At 5pm today the kiwi was trading at US71.37c, up slightly on its US71.23c close yesterday.
A worse than expected trade deficit failed to impact the kiwi to any great degree. A trade deficit of $679 million was recorded in November, according to Statistics New Zealand, against economists' estimates of $467m. The annual trade deficit swelled to $4.19 billion. The preliminary figures showed November imports at $3.3 billion -- the highest ever recorded in a month.
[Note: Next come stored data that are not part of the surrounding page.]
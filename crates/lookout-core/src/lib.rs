// # lookout-core
//
// Core library for the lookout identifier-lookup system.
//
// ## Architecture Overview
//
// This library provides the core functionality for best-effort public
// lookups with durable bounded history:
// - **GeoProvider**: Trait for external geolocation sources; provider
//   crates map their own payload shapes into one canonical `GeoRecord`
// - **PhoneLookup**: Trait for local phone-number metadata resolution
// - **IpLookup**: Ordered provider chain with exactly one fallback hop
// - **RecordStore**: JSON list persistence under one explicit data root
// - **HistoryLog / ActivityJournal**: Bounded, FIFO-trimmed logs
// - **DeviceRegistry**: User-declared devices with append-only check-ins
// - **Tracker**: The caller-facing facade that sequences lookup, history
//   append and journaling
// - **ProviderRegistry**: Plugin registry for provider factories
//
// ## Design Principles
//
// 1. **Separation of Concerns**: Core logic is separate from provider
//    implementations; HTTP lives only in provider crates
// 2. **Canonical records**: Divergent provider schemas are normalized at
//    the plugin boundary, never downstream
// 3. **Bounded persistence**: One shared append-with-cap primitive backs
//    every size-capped list
// 4. **Explicit state**: One store object with an explicit root path is
//    passed everywhere; no ambient data-directory state

pub mod config;
pub mod devices;
pub mod engine;
pub mod error;
pub mod journal;
pub mod lookup;
pub mod registry;
pub mod store;
pub mod traits;

// Re-export core types for convenience
pub use config::{EngineConfig, GeoProviderConfig, TrackerConfig};
pub use devices::{Checkin, Device, DeviceForm, DeviceRegistry};
pub use engine::Tracker;
pub use error::{Error, Result};
pub use journal::{ActivityJournal, JournalCategory, JournalEntry};
pub use lookup::IpLookup;
pub use registry::ProviderRegistry;
pub use store::{HistoryLog, RecordStore, append_with_cap};
pub use traits::{
    GeoProvider, GeoProviderFactory, GeoRecord, GeoSource, LineType, PhoneLookup, PhoneRecord,
    PhoneValidation,
};
// # ipinfo.io Geolocation Provider
//
// Secondary (single fallback hop) geolocation provider for the lookout
// system.
//
// ## Payload shape
//
// ipinfo.io returns a different schema from the primary provider: no
// success indicator, coordinates combined into one `loc` field, and the
// ISP folded into `org`:
//
// ```json
// {
//   "ip": "8.8.8.8",
//   "city": "Mountain View",
//   "region": "California",
//   "country": "US",
//   "loc": "37.4056,-122.0775",
//   "org": "AS15169 Google LLC",
//   "postal": "94043",
//   "timezone": "America/Los_Angeles"
// }
// ```
//
// Failures arrive as non-2xx responses (404 for bogons, 429 for rate
// limits). `loc` is split into two floats; a malformed pair defaults both
// coordinates to zero rather than failing the lookup.
//
// ## Constraints
//
// One HTTP request per call, no retries, no caching: fallback policy is
// owned by the orchestrator, state by the record store.

use async_trait::async_trait;
use chrono::Utc;
use lookout_core::config::GeoProviderConfig;
use lookout_core::traits::geo_provider::UNKNOWN;
use lookout_core::traits::{GeoProvider, GeoProviderFactory, GeoRecord, GeoSource};
use lookout_core::{Error, ProviderRegistry, Result};
use serde::Deserialize;
use std::time::Duration;

/// Provider name used in logs and error attribution
const PROVIDER_NAME: &str = "ipinfo.io";

/// Default endpoint base URL
pub const DEFAULT_URL: &str = "https://ipinfo.io";

/// Raw ipinfo.io payload
#[derive(Debug, Deserialize)]
struct IpInfoResponse {
    #[serde(default)]
    ip: String,
    #[serde(default)]
    city: String,
    #[serde(default)]
    region: String,
    #[serde(default)]
    country: String,
    #[serde(default)]
    loc: String,
    #[serde(default)]
    org: String,
    #[serde(default)]
    postal: String,
    #[serde(default)]
    timezone: String,
}

fn or_unknown(value: String) -> String {
    if value.is_empty() {
        UNKNOWN.to_string()
    } else {
        value
    }
}

/// ipinfo.io backed geolocation provider
pub struct IpInfoProvider {
    base_url: String,
    client: reqwest::Client,
}

impl IpInfoProvider {
    /// Create a provider against `base_url` with the given request timeout
    pub fn new(base_url: impl Into<String>, timeout: Duration) -> Self {
        Self {
            base_url: base_url.into(),
            client: reqwest::Client::builder()
                .timeout(timeout)
                .build()
                .unwrap_or_default(),
        }
    }

    fn lookup_url(&self, ip: Option<&str>) -> String {
        match ip {
            Some(ip) => format!("{}/{}/json", self.base_url, ip),
            None => format!("{}/json", self.base_url),
        }
    }

    /// Map a payload into the canonical record.
    ///
    /// ipinfo has no separate ISP field; `org` covers both, and the AS id
    /// is its leading token when present.
    fn into_record(response: IpInfoResponse) -> GeoRecord {
        let (latitude, longitude) = GeoRecord::split_coordinates(&response.loc);

        let as_number = response
            .org
            .split_whitespace()
            .next()
            .filter(|token| token.starts_with("AS"))
            .map(str::to_string)
            .unwrap_or_else(|| UNKNOWN.to_string());
        let org = or_unknown(response.org);

        GeoRecord {
            ip: or_unknown(response.ip),
            country: or_unknown(response.country.clone()),
            country_code: or_unknown(response.country),
            region: or_unknown(response.region),
            city: or_unknown(response.city),
            postal: or_unknown(response.postal),
            latitude,
            longitude,
            timezone: or_unknown(response.timezone),
            isp: org.clone(),
            org,
            as_number,
            source: GeoSource::Secondary,
            captured_at: Utc::now(),
        }
    }

    async fn get(&self, url: &str) -> Result<reqwest::Response> {
        let response = self
            .client
            .get(url)
            .send()
            .await
            .map_err(|e| Error::transport(PROVIDER_NAME, format!("Request failed: {}", e)))?;

        if !response.status().is_success() {
            return Err(Error::transport(
                PROVIDER_NAME,
                format!("HTTP error: {}", response.status()),
            ));
        }

        Ok(response)
    }
}

#[async_trait]
impl GeoProvider for IpInfoProvider {
    async fn lookup(&self, ip: Option<&str>) -> Result<GeoRecord> {
        let url = self.lookup_url(ip);
        tracing::debug!("Querying {} ({})", PROVIDER_NAME, url);

        // An unreadable payload is a parse fault, not a transport one.
        let payload: IpInfoResponse = self.get(&url).await?.json().await.map_err(|e| {
            Error::parse(format!("Unexpected {} payload: {}", PROVIDER_NAME, e))
        })?;

        Ok(Self::into_record(payload))
    }

    async fn public_ip(&self) -> Result<String> {
        // Plain-text endpoint: the body is the address and nothing else.
        let url = format!("{}/ip", self.base_url);
        let body = self
            .get(&url)
            .await?
            .text()
            .await
            .map_err(|e| Error::transport(PROVIDER_NAME, format!("Failed to read response: {}", e)))?;

        let ip = body.trim();
        if ip.is_empty() {
            return Err(Error::transport(PROVIDER_NAME, "Empty response body"));
        }
        Ok(ip.to_string())
    }

    fn name(&self) -> &'static str {
        PROVIDER_NAME
    }

    fn source(&self) -> GeoSource {
        GeoSource::Secondary
    }
}

/// Factory for creating ipinfo.io providers
pub struct IpInfoFactory;

impl GeoProviderFactory for IpInfoFactory {
    fn create(&self, config: &GeoProviderConfig) -> Result<Box<dyn GeoProvider>> {
        match config {
            GeoProviderConfig::IpInfo { url, timeout_secs } => Ok(Box::new(IpInfoProvider::new(
                url.clone(),
                Duration::from_secs(*timeout_secs),
            ))),
            _ => Err(Error::config("Invalid config for ipinfo provider")),
        }
    }
}

/// Register the ipinfo.io provider with a registry
pub fn register(registry: &ProviderRegistry) {
    registry.register_geo_provider("ipinfo", Box::new(IpInfoFactory));
}

#[cfg(test)]
mod tests {
    use super::*;

    const PAYLOAD: &str = r#"{
        "ip": "8.8.8.8",
        "city": "Mountain View",
        "region": "California",
        "country": "US",
        "loc": "37.4056,-122.0775",
        "org": "AS15169 Google LLC",
        "postal": "94043",
        "timezone": "America/Los_Angeles"
    }"#;

    #[test]
    fn payload_maps_with_split_coordinates() {
        let payload: IpInfoResponse = serde_json::from_str(PAYLOAD).unwrap();
        let record = IpInfoProvider::into_record(payload);

        assert_eq!(record.ip, "8.8.8.8");
        assert_eq!(record.latitude, 37.4056);
        assert_eq!(record.longitude, -122.0775);
        assert_eq!(record.as_number, "AS15169");
        assert_eq!(record.org, "AS15169 Google LLC");
        assert_eq!(record.source, GeoSource::Secondary);
    }

    #[test]
    fn malformed_loc_defaults_coordinates_to_zero() {
        let payload: IpInfoResponse =
            serde_json::from_str(r#"{"ip": "8.8.8.8", "loc": "nowhere"}"#).unwrap();
        let record = IpInfoProvider::into_record(payload);

        assert_eq!(record.latitude, 0.0);
        assert_eq!(record.longitude, 0.0);
        // Coordinates are numeric sentinels, strings are textual ones.
        assert_eq!(record.city, UNKNOWN);
    }

    #[test]
    fn org_without_as_prefix_leaves_as_number_unknown() {
        let payload: IpInfoResponse =
            serde_json::from_str(r#"{"ip": "8.8.8.8", "org": "Example Networks"}"#).unwrap();
        let record = IpInfoProvider::into_record(payload);

        assert_eq!(record.as_number, UNKNOWN);
        assert_eq!(record.org, "Example Networks");
    }

    #[test]
    fn lookup_url_branches_on_explicit_ip() {
        let provider = IpInfoProvider::new(DEFAULT_URL, Duration::from_secs(10));
        assert_eq!(
            provider.lookup_url(Some("8.8.8.8")),
            "https://ipinfo.io/8.8.8.8/json"
        );
        assert_eq!(provider.lookup_url(None), "https://ipinfo.io/json");
    }

    #[test]
    fn factory_rejects_foreign_config() {
        let factory = IpInfoFactory;

        let config = GeoProviderConfig::IpInfo {
            url: DEFAULT_URL.to_string(),
            timeout_secs: 10,
        };
        assert!(factory.create(&config).is_ok());

        let other = GeoProviderConfig::default_primary();
        assert!(factory.create(&other).is_err());
    }

    /// Depends on external network service; run manually.
    #[tokio::test]
    #[ignore]
    async fn live_public_ip_is_parseable() {
        let provider = IpInfoProvider::new(DEFAULT_URL, Duration::from_secs(10));
        let ip = provider.public_ip().await.unwrap();
        assert!(ip.parse::<std::net::IpAddr>().is_ok());
    }
}
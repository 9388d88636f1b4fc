//! Test doubles and common utilities for contract tests
//!
//! This module provides minimal test doubles that verify the orchestration
//! contracts without real network or numbering-plan lookups.

use std::path::Path;
use std::sync::Arc;
use std::sync::atomic::{AtomicUsize, Ordering};

use async_trait::async_trait;
use chrono::Utc;
use lookout_core::config::TrackerConfig;
use lookout_core::error::{Error, Result};
use lookout_core::traits::{
    GeoProvider, GeoRecord, GeoSource, LineType, PhoneLookup, PhoneRecord, PhoneValidation,
};

/// A geolocation provider double with scripted behavior and call counters
pub struct ScriptedGeoProvider {
    name: &'static str,
    source: GeoSource,
    fail: bool,
    lookup_calls: Arc<AtomicUsize>,
}

impl ScriptedGeoProvider {
    /// A provider that answers every lookup
    pub fn ok(name: &'static str, source: GeoSource) -> Self {
        Self {
            name,
            source,
            fail: false,
            lookup_calls: Arc::new(AtomicUsize::new(0)),
        }
    }

    /// A provider that fails every lookup with a transport error
    pub fn failing(name: &'static str, source: GeoSource) -> Self {
        Self {
            name,
            source,
            fail: true,
            lookup_calls: Arc::new(AtomicUsize::new(0)),
        }
    }

    /// Handle on the lookup counter, kept alive after the provider is
    /// boxed into the tracker
    pub fn counter(&self) -> Arc<AtomicUsize> {
        Arc::clone(&self.lookup_calls)
    }

    /// The canonical record this double produces for `ip`
    pub fn record(&self, ip: &str) -> GeoRecord {
        sample_record(ip, self.source)
    }
}

/// A fully populated canonical record for tests
pub fn sample_record(ip: &str, source: GeoSource) -> GeoRecord {
    GeoRecord {
        ip: ip.to_string(),
        country: "United States".to_string(),
        country_code: "US".to_string(),
        region: "Virginia".to_string(),
        city: "Ashburn".to_string(),
        postal: "20149".to_string(),
        latitude: 39.03,
        longitude: -77.5,
        timezone: "America/New_York".to_string(),
        isp: "Example Networks".to_string(),
        org: "Example Networks".to_string(),
        as_number: "AS64496".to_string(),
        source,
        captured_at: Utc::now(),
    }
}

#[async_trait]
impl GeoProvider for ScriptedGeoProvider {
    async fn lookup(&self, ip: Option<&str>) -> Result<GeoRecord> {
        self.lookup_calls.fetch_add(1, Ordering::SeqCst);
        if self.fail {
            return Err(Error::transport(self.name, "scripted failure"));
        }
        Ok(self.record(ip.unwrap_or("198.51.100.7")))
    }

    async fn public_ip(&self) -> Result<String> {
        if self.fail {
            return Err(Error::transport(self.name, "scripted failure"));
        }
        Ok("198.51.100.7".to_string())
    }

    fn name(&self) -> &'static str {
        self.name
    }

    fn source(&self) -> GeoSource {
        self.source
    }
}

/// A phone lookup double that echoes its input through the record
pub struct EchoPhoneLookup;

impl PhoneLookup for EchoPhoneLookup {
    fn lookup(&self, raw: &str) -> Result<PhoneRecord> {
        let digits: String = raw.chars().filter(|c| c.is_ascii_digit()).collect();
        if digits.is_empty() {
            return Err(Error::parse(format!("Not a number: {:?}", raw)));
        }

        Ok(PhoneRecord {
            input: raw.to_string(),
            e164: format!("+{}", digits),
            international: format!("+{}", digits),
            national: digits.clone(),
            valid: true,
            possible: true,
            country_code: 1,
            national_number: digits.parse().unwrap_or(0),
            location: "United States / Canada".to_string(),
            carrier: "Unknown".to_string(),
            line_type: LineType::FixedLineOrMobile,
            timezones: "America/New_York".to_string(),
            captured_at: Utc::now(),
        })
    }

    fn validate(&self, raw: &str) -> Result<PhoneValidation> {
        let record = self.lookup(raw)?;
        Ok(PhoneValidation {
            valid: record.valid,
            possible: record.possible,
            e164: record.e164,
            international: record.international,
            national: record.national,
        })
    }
}

/// Helper to create a minimal TrackerConfig rooted in a test directory
pub fn test_config(data_dir: &Path) -> TrackerConfig {
    TrackerConfig::new(data_dir)
}
//! Configuration types for the lookout system
//!
//! This module defines all configuration structures used throughout the crate.

use serde::{Deserialize, Serialize};
use std::path::PathBuf;

/// Main lookout configuration
#[derive(Debug, Clone, Serialize, Deserialize)]
pub struct TrackerConfig {
    /// Root directory of all persisted documents
    pub data_dir: PathBuf,

    /// Geolocation providers in query order (primary first). The shipped
    /// configuration is exactly two entries: one fallback hop.
    pub providers: Vec<GeoProviderConfig>,

    /// Optional engine settings
    #[serde(default)]
    pub engine: EngineConfig,
}

impl TrackerConfig {
    /// Create a configuration with the given data root and the default
    /// primary/secondary provider pair.
    pub fn new(data_dir: impl Into<PathBuf>) -> Self {
        Self {
            data_dir: data_dir.into(),
            providers: vec![
                GeoProviderConfig::default_primary(),
                GeoProviderConfig::default_secondary(),
            ],
            engine: EngineConfig::default(),
        }
    }

    /// Validate the configuration
    pub fn validate(&self) -> Result<(), crate::Error> {
        if self.data_dir.as_os_str().is_empty() {
            return Err(crate::Error::config("Data directory cannot be empty"));
        }

        if self.providers.is_empty() {
            return Err(crate::Error::config("No geolocation providers configured"));
        }

        for provider in &self.providers {
            provider.validate()?;
        }

        self.engine.validate()?;

        Ok(())
    }
}

/// Geolocation provider configuration
#[derive(Debug, Clone, Serialize, Deserialize)]
#[serde(tag = "type", rename_all = "snake_case")]
pub enum GeoProviderConfig {
    /// ip-api.com shaped provider (flat payload with a status field)
    IpApi {
        /// Base URL of the JSON endpoint
        url: String,
        /// Request timeout in seconds
        timeout_secs: u64,
    },

    /// ipinfo.io shaped provider (combined "lat,lon" location field)
    IpInfo {
        /// Base URL of the JSON endpoint
        url: String,
        /// Request timeout in seconds
        timeout_secs: u64,
    },

    /// Custom provider
    Custom {
        /// Factory name to use
        factory: String,
        /// Custom configuration data
        config: serde_json::Value,
    },
}

impl GeoProviderConfig {
    /// Default primary provider endpoint
    pub fn default_primary() -> Self {
        GeoProviderConfig::IpApi {
            url: "http://ip-api.com/json".to_string(),
            timeout_secs: default_lookup_timeout_secs(),
        }
    }

    /// Default secondary (fallback) provider endpoint
    pub fn default_secondary() -> Self {
        GeoProviderConfig::IpInfo {
            url: "https://ipinfo.io".to_string(),
            timeout_secs: default_lookup_timeout_secs(),
        }
    }

    /// Get the provider type name used for registry resolution
    pub fn type_name(&self) -> &str {
        match self {
            GeoProviderConfig::IpApi { .. } => "ipapi",
            GeoProviderConfig::IpInfo { .. } => "ipinfo",
            GeoProviderConfig::Custom { factory, .. } => factory,
        }
    }

    /// Validate the provider configuration
    pub fn validate(&self) -> Result<(), crate::Error> {
        match self {
            GeoProviderConfig::IpApi { url, timeout_secs }
            | GeoProviderConfig::IpInfo { url, timeout_secs } => {
                if url.is_empty() {
                    return Err(crate::Error::config("Provider URL cannot be empty"));
                }
                if !url.starts_with("http://") && !url.starts_with("https://") {
                    return Err(crate::Error::config(format!(
                        "Provider URL must use HTTP or HTTPS scheme. Got: {}",
                        url
                    )));
                }
                if *timeout_secs == 0 {
                    return Err(crate::Error::config("Provider timeout must be > 0"));
                }
                Ok(())
            }
            GeoProviderConfig::Custom { factory, config } => {
                if factory.is_empty() {
                    return Err(crate::Error::config(
                        "Custom provider factory cannot be empty",
                    ));
                }
                if config.is_null() {
                    return Err(crate::Error::config(
                        "Custom provider config cannot be null",
                    ));
                }
                Ok(())
            }
        }
    }
}

/// Engine settings: history caps and display limits
#[derive(Debug, Clone, Serialize, Deserialize)]
pub struct EngineConfig {
    /// Maximum entries per monthly history file
    #[serde(default = "default_history_cap")]
    pub history_cap: usize,

    /// Maximum entries in the global activity journal
    #[serde(default = "default_journal_cap")]
    pub journal_cap: usize,

    /// How many check-ins a device history view returns
    #[serde(default = "default_display_checkins")]
    pub display_checkins: usize,
}

impl EngineConfig {
    /// Validate the engine configuration
    pub fn validate(&self) -> Result<(), crate::Error> {
        if self.history_cap == 0 {
            return Err(crate::Error::config("history_cap must be > 0"));
        }
        if self.journal_cap == 0 {
            return Err(crate::Error::config("journal_cap must be > 0"));
        }
        if self.display_checkins == 0 {
            return Err(crate::Error::config("display_checkins must be > 0"));
        }
        Ok(())
    }
}

impl Default for EngineConfig {
    fn default() -> Self {
        Self {
            history_cap: default_history_cap(),
            journal_cap: default_journal_cap(),
            display_checkins: default_display_checkins(),
        }
    }
}

fn default_history_cap() -> usize {
    50
}

fn default_journal_cap() -> usize {
    100
}

fn default_display_checkins() -> usize {
    10
}

fn default_lookup_timeout_secs() -> u64 {
    10
}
The numbers come on the back of worse than expected current account deficit data released on Tuesday. The balance of payments deficit in the September quarter was $3.09 billion, while the September year deficit was $8.23 billion.
While the deficit data was disappointing, yesterday's gross domestic product (GDP) figures were in line with economists' forecasts, showing the economy grew 0.6 per cent in the September quarter, while the growth rate in the September year was 4.6 per cent.
Analysts said the figures make it less likely the Reserve Bank will hike interest rates again, which, combined with Tuesday's big current account deficit, may make the kiwi less attractive.
At 5pm the Australian dollar was trading at US76.54c from US76.45c at 5pm yesterday, the euro was buying US$1.3433 (US$1.3357) and the greenback was fetching 103.93 yen (104.35 yen).
On the crosses, the kiwi was at A93.24c (A93.15c yesterday) 0.5313 euro (0.5332), 37.19 British pence (36.93), 74.18 yen (74.31), and 0.8200 Swiss francs (0.8224).
The trade-weighted index was unchanged at 68.95, while the monetary conditions index was at plus 917 (918).
On the money markets, 90-day bank bill yields were at 6.74 per cent (6.75), February 2006 bonds were unchanged at 6.34 per cent and July 2009s were unchanged at 6.01 per cent, while the April 2013s were at 5.97 per cent (5.96).